Posted Sep 22, 2008 2:47 UTC (Mon) by elanthis (guest, #6227)
In reply to: +1 for no userspace daemon by literfizzer
Parent article: LPC: Linux audio: it's a mess

You're being contradictory. You want less crap competing for sound output
priority and want glitch-free playback... so you want to go back to a bunch
of applications doing piss-poor direct access to ALSA and/or using the
crappy low-quality dmix mixer that can pretty easily introduce stuttering
and glitches under even remotely heavy load.

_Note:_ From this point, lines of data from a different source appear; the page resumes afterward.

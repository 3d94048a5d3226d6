use tracing::{debug, info};

use crate::config::SearchRequest;
use crate::errors::SearchResult;
use crate::results::MatchRecord;
use crate::search::engine::SearchEngine;

/// Maximum number of records shown per interactive query
pub const PREVIEW_LIMIT: usize = 10;

/// Maximum number of fuzzy suggestions offered for an input
pub const SUGGESTION_LIMIT: usize = 10;

/// Backs the interactive fuzzy mode: one engine, one request template, and
/// a path snapshot taken once at startup.
///
/// The snapshot is the name-only result of the template request (content
/// filter stripped) and seeds the completion suggestions; it is a bounded,
/// read-only list held for the lifetime of the session. Queries themselves
/// always run a fresh search, so previews reflect the live tree.
pub struct InteractiveSession {
    engine: SearchEngine,
    template: SearchRequest,
    index: Vec<String>,
}

impl InteractiveSession {
    /// Creates a session and pre-indexes the matching paths.
    ///
    /// Fails for the same reasons a search fails: bad root or bad pattern.
    pub fn new(engine: SearchEngine, template: SearchRequest) -> SearchResult<Self> {
        let mut name_only = template.clone();
        name_only.content_pattern = None;

        let index: Vec<String> = engine
            .search(&name_only)?
            .map(|record| record.path.display().to_string())
            .collect();
        info!("Pre-indexed {} paths for fuzzy completion", index.len());

        Ok(Self {
            engine,
            template,
            index,
        })
    }

    /// The paths captured at startup
    pub fn indexed_paths(&self) -> &[String] {
        &self.index
    }

    /// Substring-filtered completion suggestions for a partial input.
    ///
    /// Case-insensitive, unranked, capped at [`SUGGESTION_LIMIT`].
    pub fn suggestions(&self, input: &str) -> Vec<&str> {
        if input.is_empty() {
            return Vec::new();
        }
        let needle = input.to_lowercase();
        self.index
            .iter()
            .filter(|path| path.to_lowercase().contains(&needle))
            .take(SUGGESTION_LIMIT)
            .map(String::as_str)
            .collect()
    }

    /// Runs one query cycle: the query replaces the template's name
    /// pattern, the template's content filter (if any) still applies, and
    /// the result is truncated to [`PREVIEW_LIMIT`] records by abandoning
    /// the stream.
    pub fn run_query(&self, query: &str) -> SearchResult<Vec<MatchRecord>> {
        let mut request = self.template.clone();
        request.name_pattern = query.to_string();
        debug!("Interactive query: '{}'", query);

        let stream = self.engine.search(&request)?;
        Ok(stream.take(PREVIEW_LIMIT).collect())
    }
}
use colored::Colorize;
use rufind::MatchRecord;

/// Formats a record for batch output: `path` alone, or
/// `path:lineNumber: lineContent` when a content line is present.
///
/// Color is a pure function of the record and the flag passed in; nothing
/// here mutates process-wide color state.
pub fn render_batch(record: &MatchRecord, use_color: bool) -> String {
    let path = record.path.display().to_string();
    let path = if use_color {
        path.green().to_string()
    } else {
        path
    };
    render_with_path(record, path)
}

/// Formats a record for interactive previews (yellow path)
pub fn render_preview(record: &MatchRecord, use_color: bool) -> String {
    let path = record.path.display().to_string();
    let path = if use_color {
        path.yellow().to_string()
    } else {
        path
    };
    render_with_path(record, path)
}

fn render_with_path(record: &MatchRecord, path: String) -> String {
    match &record.line {
        Some(line) => format!("{}:{}: {}", path, line.number, line.text),
        None => path,
    }
}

You act as if audio on Linux was all peachy and perfect until PA came
along. That's bullshit. It's been horrendous and barely usable all along.
It worked in some situations with moderate quality if you were lucky and
had the right drivers and only used the right applications. PA glitch-free
playback combined with quality mixing offers to finally make audio bearable
for the first time for _everyone_. Once the bugs are worked out of the
audio drivers, applications, and PA itself.

It's a hell of a lot closer to being realized that acceptable graphics
driver or wireless behavior on Linux, I'll tell you that much. In 10 years
of using Linux on mainstream hardware I've yet to have a video card that
works worth a crap without binary blobs, and this laptop here is the first
one I've ever been able to get wireless to work... and it requires hoops to
be jumped through (Broadcom). The problems people are having with audio
are _nothing_ in comparison, but I don't see you bitching about the
constant work being put into X/DRI or the wireless drivers and telling the
devs that they should switch back to the old way (what, plain VESA?
nothing?) because the new stuff is still buggy and incomplete (I don't even
want to get into how much time I spend trying to get video to work on both
old and new video cards -- and sometimes monitors -- compared to audio).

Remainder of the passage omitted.